The Valley embraces startups up and down the food chain. You can get top tier talent, for sure. A smart engineer is easier to lure out of a big company, in my experience, here than outside the Valley. Law firms, landlords, bloggers, press, universities, PR firms, bankers, recruiters, office furniture sales firms, accountants, contractors, even apartment owners all understand the dynamics of the startup market and cater to it. And that type of community cooperation is a hidden benefit of the Valley. Your startup may not need these startup ecosystem elements. But making a YouTube in Peoria vs. Palo Alto is not really comparable. A 10-30 person startup can certainly come from anywhere. But I’ll bet that far more often than not, the multi-billion dollar startups come from the Valley.

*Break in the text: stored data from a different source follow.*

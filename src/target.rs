//! Parser for the Swift declaration file holding the protocol enums
//!
//! Each target group is a block of the form
//!
//! ```text
//! public enum ResponseCode: UInt8, Sendable {
//!     case ok = 0,
//!     case err = 1 // generic failure
//! }
//! ```
//!
//! Blocks are located by their header signature (group name plus storage
//! type). A block whose body has no nested braces is matched as a single unit;
//! otherwise it is found by scanning lines and counting braces. A group that
//! cannot be found is reported as [`BlockLookup::Missing`], never as an error.

use std::collections::BTreeMap;
use std::ops::Range;

use once_cell::sync::Lazy;
use regex::Regex;
use serde::Serialize;

use crate::schema::{TargetCase, TargetGroup};

static CASE_LINE: Lazy<Regex> = Lazy::new(|| {
    Regex::new(
        r"^\s*case\s+(\w+)\s*=\s*(-?(?:0[xX][0-9A-Fa-f_]+|[0-9][0-9_]*))\s*,?\s*(?://\s*(.*?))?\s*$",
    )
    .expect("case line pattern is valid")
});

static SYNC_MARKER: Lazy<Regex> = Lazy::new(|| {
    Regex::new(r"(?m)^//\s*Synced to (\S+) v(\S+) on (\S+)\s*$").expect("marker pattern is valid")
});

/// How a block was located in the file text
#[derive(Debug, Clone, Copy, PartialEq, Eq, Serialize)]
#[serde(rename_all = "snake_case")]
pub enum BlockMatch {
    /// Header and brace-free body matched as one unit
    Structural,
    /// Found by scanning lines and counting nested braces
    LineScan,
}

/// Byte ranges of one enum block in the file text
#[derive(Debug, Clone, PartialEq, Eq)]
pub struct BlockSpan {
    /// Header text, from the start of its line through the opening `{`
    pub header: Range<usize>,
    /// Everything between the opening and the closing brace
    pub body: Range<usize>,
    /// Whole block, through the closing `}`
    pub block: Range<usize>,
    pub matched_by: BlockMatch,
}

/// A parsed enum block
#[derive(Debug, Clone, PartialEq, Eq)]
pub struct GroupBlock {
    pub group: TargetGroup,
    pub span: BlockSpan,
    pub cases: Vec<TargetCase>,
    /// Indentation of the case lines (four spaces when there are none)
    pub indent: String,
}

/// Result of looking up one group in the file
#[derive(Debug, Clone, PartialEq, Eq)]
pub enum BlockLookup {
    Found(GroupBlock),
    Missing,
}

impl BlockLookup {
    pub fn cases(&self) -> &[TargetCase] {
        match self {
            Self::Found(block) => &block.cases,
            Self::Missing => &[],
        }
    }

    pub fn is_missing(&self) -> bool {
        matches!(self, Self::Missing)
    }
}

/// `// Synced to <label> v<version> on <date>` line at the top of the file
#[derive(Debug, Clone, PartialEq, Eq, Serialize)]
pub struct SyncMarker {
    pub label: String,
    pub version: String,
    pub date: String,
}

/// Header signature of the group blocks
#[derive(Debug, Clone, PartialEq, Eq)]
pub struct TargetLayout {
    pub storage_type: String,
}

impl Default for TargetLayout {
    fn default() -> Self {
        Self {
            storage_type: "UInt8".to_string(),
        }
    }
}

impl TargetLayout {
    pub fn new(storage_type: impl Into<String>) -> Self {
        Self {
            storage_type: storage_type.into(),
        }
    }

    /// Regex source matching a group's declaration header through `{`
    fn header_pattern(&self, group: TargetGroup) -> String {
        format!(
            r"(?m)^[ \t]*(?:(?:public|internal|fileprivate|private|open)\s+)?enum\s+{}\s*:\s*{}\b[^{{\n]*\{{",
            regex::escape(group.declaration_name()),
            regex::escape(&self.storage_type)
        )
    }

    /// Find a group's block, trying the single-unit match first
    pub fn locate(&self, text: &str, group: TargetGroup) -> Option<BlockSpan> {
        self.locate_structural(text, group)
            .or_else(|| self.locate_by_lines(text, group))
    }

    /// Match header and a brace-free body as one unit.
    ///
    /// `//` comments in the body must not contain braces and must end
    /// before the closing brace's line.
    pub fn locate_structural(&self, text: &str, group: TargetGroup) -> Option<BlockSpan> {
        let pattern = format!(
            r"{}((?:[^{{}}/]|/[^/{{}}]|//[^{{}}\n]*\n)*)\}}",
            self.header_pattern(group)
        );
        let re = Regex::new(&pattern).ok()?;
        let caps = re.captures(text)?;
        let whole = caps.get(0)?;
        let body = caps.get(1)?;
        Some(BlockSpan {
            header: whole.start()..body.start(),
            body: body.range(),
            block: whole.range(),
            matched_by: BlockMatch::Structural,
        })
    }

    /// Find the header line, then count braces line by line until the
    /// block closes. Braces inside `//` comments and string literals are
    /// not counted.
    pub fn locate_by_lines(&self, text: &str, group: TargetGroup) -> Option<BlockSpan> {
        let header_re = Regex::new(&self.header_pattern(group)).ok()?;
        let header = header_re.find(text)?;

        let mut depth: i64 = 0;
        let mut offset = header.start();
        for line in text[header.start()..].split_inclusive('\n') {
            let line_start = offset;
            offset += line.len();

            for (i, delta) in brace_deltas(line) {
                depth += delta;
                if depth <= 0 && delta < 0 {
                    let close = line_start + i;
                    return Some(BlockSpan {
                        header: header.start()..header.end(),
                        body: header.end()..close,
                        block: header.start()..close + 1,
                        matched_by: BlockMatch::LineScan,
                    });
                }
            }
        }
        None
    }
}

/// Positions of `{` (+1) and `}` (-1) outside comments and strings
fn brace_deltas(line: &str) -> Vec<(usize, i64)> {
    let mut deltas = Vec::new();
    let mut in_string = false;
    let mut prev = '\0';
    let mut chars = line.char_indices().peekable();
    while let Some((i, c)) = chars.next() {
        if in_string {
            if c == '"' && prev != '\\' {
                in_string = false;
            }
        } else {
            match c {
                '"' => in_string = true,
                '/' if chars.peek().map(|(_, n)| *n) == Some('/') => break,
                '{' => deltas.push((i, 1)),
                '}' => deltas.push((i, -1)),
                _ => {}
            }
        }
        prev = c;
    }
    deltas
}

/// Parse one `case name = value [,] [// comment]` line
pub fn parse_case_line(line: &str) -> Option<(String, i64, Option<String>)> {
    let caps = CASE_LINE.captures(line)?;
    let name = caps.get(1)?.as_str().to_string();
    let value = parse_swift_int(caps.get(2)?.as_str())?;
    let comment = caps
        .get(3)
        .map(|m| m.as_str().trim().to_string())
        .filter(|c| !c.is_empty());
    Some((name, value, comment))
}

/// Parse a Swift integer literal (decimal or `0x` hex, `_` separators allowed)
pub fn parse_swift_int(text: &str) -> Option<i64> {
    let cleaned: String = text.trim().chars().filter(|c| *c != '_').collect();
    let (negative, digits) = match cleaned.strip_prefix('-') {
        Some(rest) => (true, rest),
        None => (false, cleaned.as_str()),
    };
    let value = if let Some(hex) = digits
        .strip_prefix("0x")
        .or_else(|| digits.strip_prefix("0X"))
    {
        i64::from_str_radix(hex, 16).ok()?
    } else {
        digits.parse::<i64>().ok()?
    };
    Some(if negative { -value } else { value })
}

/// 1-indexed line number of a byte offset
pub fn line_number(text: &str, offset: usize) -> usize {
    text[..offset.min(text.len())].bytes().filter(|b| *b == b'\n').count() + 1
}

/// Parse the case lines of a located block
pub fn parse_block(text: &str, group: TargetGroup, span: BlockSpan) -> GroupBlock {
    let mut cases = Vec::new();
    let mut indent = None;
    let mut offset = span.body.start;

    for line in text[span.body.clone()].split_inclusive('\n') {
        let line_start = offset;
        offset += line.len();
        let Some((name, value, comment)) = parse_case_line(line) else {
            continue;
        };
        if indent.is_none() {
            let width = line.len() - line.trim_start().len();
            indent = Some(line[..width].to_string());
        }
        cases.push(TargetCase {
            name,
            value,
            comment,
            position: Some(line_number(text, line_start)),
        });
    }

    GroupBlock {
        group,
        span,
        cases,
        indent: indent.unwrap_or_else(|| "    ".to_string()),
    }
}

/// The parsed contents of a declaration file
#[derive(Debug, Clone, PartialEq, Eq)]
pub struct TargetDeclaration {
    pub blocks: BTreeMap<TargetGroup, BlockLookup>,
    pub marker: Option<SyncMarker>,
}

impl TargetDeclaration {
    pub fn parse(text: &str, layout: &TargetLayout) -> Self {
        let mut blocks = BTreeMap::new();
        for group in TargetGroup::ALL {
            let lookup = match layout.locate(text, group) {
                Some(span) => BlockLookup::Found(parse_block(text, group, span)),
                None => {
                    tracing::warn!(
                        "{} enum not found in target file; treating it as empty",
                        group
                    );
                    BlockLookup::Missing
                }
            };
            blocks.insert(group, lookup);
        }

        Self {
            blocks,
            marker: parse_sync_marker(text),
        }
    }

    pub fn lookup(&self, group: TargetGroup) -> &BlockLookup {
        static MISSING: BlockLookup = BlockLookup::Missing;
        self.blocks.get(&group).unwrap_or(&MISSING)
    }

    pub fn cases(&self, group: TargetGroup) -> &[TargetCase] {
        self.lookup(group).cases()
    }
}

/// Read the sync marker, if the file carries one
pub fn parse_sync_marker(text: &str) -> Option<SyncMarker> {
    let caps = SYNC_MARKER.captures(text)?;
    Some(SyncMarker {
        label: caps[1].to_string(),
        version: caps[2].to_string(),
        date: caps[3].to_string(),
    })
}
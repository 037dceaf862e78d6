//! Error types and exit codes for meshcore-sync

use std::path::PathBuf;
use std::process::ExitCode;
use thiserror::Error;

/// Main error type for enum synchronization
#[derive(Error, Debug)]
pub enum SyncError {
    #[error("Target file not found: {path}")]
    TargetNotFound { path: String },

    #[error("Invalid arguments: {message}")]
    InvalidArguments { message: String },

    #[error("Configuration error: {message}")]
    Config { message: String },

    #[error("Release download failed: {message}")]
    Release { message: String },

    #[error("Archive extraction failed: {message}")]
    Archive { message: String },

    #[error("Failed to parse {path}: {message}")]
    ParseFailure { path: String, message: String },

    #[error("Enum block {group} not found in target file")]
    MissingBlock { group: String },

    #[error("Could not splice cases into {group}: {message}")]
    Splice { group: String, message: String },

    #[error("Generated file failed validation:\n{diagnostics}")]
    ValidationFailed { diagnostics: String },

    #[error("Failed to restore backup {}: {message}", backup.display())]
    RestoreFailed { backup: PathBuf, message: String },

    #[error("Prompt failed: {message}")]
    Prompt { message: String },

    #[error("IO error: {0}")]
    Io(#[from] std::io::Error),
}

impl SyncError {
    /// Convert error to the process exit code.
    ///
    /// Every fatal condition exits with 1; success, no-op and operator
    /// aborts never reach this path.
    pub fn exit_code(&self) -> ExitCode {
        match self {
            Self::TargetNotFound { .. }
            | Self::InvalidArguments { .. }
            | Self::Config { .. }
            | Self::Release { .. }
            | Self::Archive { .. }
            | Self::ParseFailure { .. }
            | Self::MissingBlock { .. }
            | Self::Splice { .. }
            | Self::ValidationFailed { .. }
            | Self::RestoreFailed { .. }
            | Self::Prompt { .. }
            | Self::Io(_) => ExitCode::from(1),
        }
    }
}

impl From<reqwest::Error> for SyncError {
    fn from(e: reqwest::Error) -> Self {
        Self::Release {
            message: e.to_string(),
        }
    }
}

impl From<zip::result::ZipError> for SyncError {
    fn from(e: zip::result::ZipError) -> Self {
        Self::Archive {
            message: e.to_string(),
        }
    }
}

/// Result type alias for meshcore-sync operations
pub type Result<T> = std::result::Result<T, SyncError>;
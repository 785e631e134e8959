//! What lives inside one job directory, and how to read it from the controller.

use anyhow::{Context, Result};
use std::collections::BTreeMap;
use std::path::{Path, PathBuf};

use crate::engine::db_ops::{SF_IDS_SUFFIX, count_rows, drop_tables, list_tables, open_db, sqlite_url};
use crate::queue::job_dir::index_from_name;
use crate::utils::config::JobFiles;

pub struct JobWorkingDirectory {
    dir: PathBuf,
}

impl JobWorkingDirectory {
    pub fn new(dir: &Path) -> Self {
        Self {
            dir: dir.to_path_buf(),
        }
    }

    pub fn dir(&self) -> &Path {
        &self.dir
    }

    /// Stable part of the directory name (`3` for `3_2000`).
    pub fn index(&self) -> String {
        let name = self
            .dir
            .file_name()
            .map(|n| n.to_string_lossy().into_owned())
            .unwrap_or_default();
        index_from_name(&name).to_string()
    }

    pub fn database_path(&self) -> PathBuf {
        self.dir.join(JobFiles::DATABASE_FILE)
    }

    pub fn database_url(&self) -> String {
        sqlite_url(&self.database_path())
    }

    pub fn mapping_file(&self) -> PathBuf {
        self.dir.join(JobFiles::MAPPING_FILE)
    }

    pub fn continuation_file(&self) -> PathBuf {
        self.dir.join(JobFiles::CONTINUATION_FILE)
    }

    fn data_tables(&self) -> Result<Vec<String>> {
        let path = self.database_path();
        if !path.is_file() {
            return Ok(Vec::new());
        }
        let conn = open_db(&path)?;
        Ok(list_tables(&conn)?
            .into_iter()
            .filter(|t| !t.ends_with(SF_IDS_SUFFIX))
            .collect())
    }

    /// Rows per object in the job database (id-mapping tables excluded).
    pub fn record_counts(&self) -> Result<BTreeMap<String, u64>> {
        let tables = self.data_tables()?;
        if tables.is_empty() {
            return Ok(BTreeMap::new());
        }
        let conn = open_db(&self.database_path())?;
        let mut counts = BTreeMap::new();
        for table in tables {
            let n = count_rows(&conn, &table)?;
            counts.insert(table, n);
        }
        Ok(counts)
    }

    /// Objects the recipe generates, as seen in the database.
    pub fn relevant_sobjects(&self) -> Result<Vec<String>> {
        self.data_tables()
    }

    /// Drop every data table, keeping only local-id to org-id mappings. Later jobs copy this
    /// directory and only need the mappings.
    pub fn cleanup_data_tables(&self) -> Result<()> {
        let tables = self.data_tables()?;
        if tables.is_empty() {
            return Ok(());
        }
        let conn = open_db(&self.database_path())?;
        drop_tables(&conn, &tables).context("drop data tables")?;
        conn.execute_batch("VACUUM").context("compact template database")?;
        Ok(())
    }
}
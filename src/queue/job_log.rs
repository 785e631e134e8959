//! Per-job log file. Each line carries seconds since the job started.

use anyhow::{Context, Result};
use log::{debug, warn};
use std::fmt::Display;
use std::fs::File;
use std::io::Write;
use std::path::{Path, PathBuf};
use std::sync::Mutex;
use std::time::Instant;

pub struct JobLog {
    name: String,
    start: Instant,
    file: Option<(PathBuf, Mutex<File>)>,
}

impl JobLog {
    /// Log to `<dir>/<class_name>.log` (and the debug log).
    pub fn create(dir: &Path, class_name: &str) -> Result<Self> {
        let path = dir.join(format!("{class_name}.log"));
        let file = File::create(&path).with_context(|| format!("create {}", path.display()))?;
        Ok(Self {
            name: class_name.to_string(),
            start: Instant::now(),
            file: Some((path, Mutex::new(file))),
        })
    }

    /// Log only to the process logger.
    pub fn console(name: &str) -> Self {
        Self {
            name: name.to_string(),
            start: Instant::now(),
            file: None,
        }
    }

    pub fn path(&self) -> Option<&Path> {
        self.file.as_ref().map(|(p, _)| p.as_path())
    }

    pub fn info(&self, msg: impl Display) {
        debug!("[{}] {}", self.name, msg);
        self.write_line("INFO", &msg);
    }

    pub fn warn(&self, msg: impl Display) {
        warn!("[{}] {}", self.name, msg);
        self.write_line("WARN", &msg);
    }

    // Unbuffered: a killed worker still leaves everything logged so far.
    fn write_line(&self, level: &str, msg: &dyn Display) {
        let Some((_, file)) = &self.file else {
            return;
        };
        let elapsed = self.start.elapsed().as_secs_f64();
        if let Ok(mut f) = file.lock() {
            let _ = writeln!(f, "{elapsed:>9.3}s {level:<5} {msg}");
        }
    }
}
use anyhow::{Context, Result};
use std::path::{Path, PathBuf};
use tempfile::TempDir;

/// Working directory for one run: caller-provided, or a temp dir that is removed on drop unless
/// kept for debugging.
pub enum WorkingDir {
    Given(PathBuf),
    Temp(TempDir),
    Kept(PathBuf),
}

impl WorkingDir {
    pub fn path(&self) -> &Path {
        match self {
            WorkingDir::Given(p) | WorkingDir::Kept(p) => p,
            WorkingDir::Temp(t) => t.path(),
        }
    }
}

/// Create the working directory. A given path must not exist yet: queues create their
/// subdirectories with plain `create_dir` and a leftover tree from an older run would be
/// mistaken for queued work.
pub fn prepare_working_dir(given: Option<&Path>, keep: bool) -> Result<WorkingDir> {
    match given {
        Some(path) => {
            std::fs::create_dir(path)
                .with_context(|| format!("create working directory {}", path.display()))?;
            let path = path
                .canonicalize()
                .context("canonicalize working directory")?;
            log::info!("Working Directory {}", path.display());
            Ok(WorkingDir::Given(path))
        }
        None => {
            let temp = tempfile::Builder::new()
                .prefix(concat!(env!("CARGO_PKG_NAME"), "_"))
                .tempdir()
                .context("create temporary working directory")?;
            if keep {
                let path = temp.keep();
                log::info!(
                    "Due to debug mode, Working Directory {} will not be removed",
                    path.display()
                );
                Ok(WorkingDir::Kept(path))
            } else {
                Ok(WorkingDir::Temp(temp))
            }
        }
    }
}
//! Subtasks a worker can run, and the registry that turns a task name back into code on the
//! worker side of the process boundary.

pub mod generate;
pub mod load;
pub mod mapping;
pub mod recipe;
pub mod sleep;
pub mod working_directory;

use anyhow::Result;
use serde_json::Value;
use std::collections::BTreeMap;
use std::path::Path;
use std::sync::Arc;

use crate::errors::PipelineError;
use crate::queue::{JobLog, WorkerKeychain};
use crate::{OrgConnection, ProjectDescriptor, TaskOptions};

pub use generate::GenerateData;
pub use load::LoadData;
pub use mapping::{Mapping, MappingStep};
pub use recipe::Recipe;
pub use sleep::Sleep;
pub use working_directory::JobWorkingDirectory;

pub const GENERATE_DATA: &str = "generate_data";
pub const LOAD_DATA: &str = "load_data";
pub const SLEEP: &str = "sleep";

/// Everything a subtask may look at while it runs.
pub struct TaskContext<'a> {
    pub options: &'a TaskOptions,
    pub org: &'a OrgConnection,
    pub project: &'a ProjectDescriptor,
    pub keychain: &'a WorkerKeychain,
    pub working_dir: &'a Path,
    pub log: &'a JobLog,
}

pub trait Task {
    /// Run once. Returned values are written to `results.json` in the job directory.
    fn run(&mut self, ctx: &TaskContext<'_>) -> Result<Option<Value>>;
}

/// Builds a task from its options; option errors surface here, before any work.
pub type TaskFactory = Arc<dyn Fn(&TaskOptions) -> Result<Box<dyn Task>> + Send + Sync>;

#[derive(Clone)]
struct RegisteredTask {
    class_name: String,
    factory: TaskFactory,
}

#[derive(Clone, Default)]
pub struct TaskRegistry {
    tasks: BTreeMap<String, RegisteredTask>,
}

impl TaskRegistry {
    pub fn new() -> Self {
        Self::default()
    }

    /// `generate_data`, `load_data` and `sleep`.
    pub fn builtin() -> Self {
        let mut registry = Self::new();
        registry.register(GENERATE_DATA, "GenerateData", |opts| {
            Ok(Box::new(GenerateData::from_options(opts)?))
        });
        registry.register(LOAD_DATA, "LoadData", |opts| {
            Ok(Box::new(LoadData::from_options(opts)?))
        });
        registry.register(SLEEP, "Sleep", |opts| Ok(Box::new(Sleep::from_options(opts)?)));
        registry
    }

    /// `class_name` names the job's log file (`<class_name>.log`).
    pub fn register<F>(&mut self, name: &str, class_name: &str, factory: F)
    where
        F: Fn(&TaskOptions) -> Result<Box<dyn Task>> + Send + Sync + 'static,
    {
        self.tasks.insert(
            name.to_string(),
            RegisteredTask {
                class_name: class_name.to_string(),
                factory: Arc::new(factory),
            },
        );
    }

    pub fn contains(&self, name: &str) -> bool {
        self.tasks.contains_key(name)
    }

    pub fn class_name(&self, name: &str) -> Option<&str> {
        self.tasks.get(name).map(|t| t.class_name.as_str())
    }

    pub fn build(&self, name: &str, options: &TaskOptions) -> Result<Box<dyn Task>> {
        let task = self
            .tasks
            .get(name)
            .ok_or_else(|| PipelineError::UnknownTask(name.to_string()))?;
        (task.factory)(options)
    }
}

Clearly, SF doesn’t have a lock on talent. But the average engineer in SF or SV is pretty darn good compared to the average engineer in, say, San Diego. And the experience of the people that are doing startups in the Valley is fantastic. They bring amazing experiences from Apple, Netscape, Yahoo!, Google and from the corpses of a thousand interesting but failed startups. Relationships are like a lubricant to reduce the coefficient of friction on a startup in the early days. And nowhere in the world is the machine more well oiled than the Valley.
And because the competition for talent, attention and money is so fierce in the Valley, you have to really be on top of your game,
Certainly, you can make a great startup in Minneapolis, Austin, Denver or Chicago. There are tons of great examples. But it is a bit convenient to say that it is a massive advantage to be out of the Valley. I love 37signals. But if I were Jobs and Wozniak, I wouldn’t flee Cupertino for Chicago in 1976. Just wouldn’t have happened, in my opinion.
Jeff Bonforte
on 22 Apr 08Oh, and I know people will say that SV is an echo chamber that provides an unhealthy environment for building real businesses (“Getting Real”). And for some that is inevitably true. But, assuming you are smart enough to understand that element, that is not enough to flee SF to do your startup.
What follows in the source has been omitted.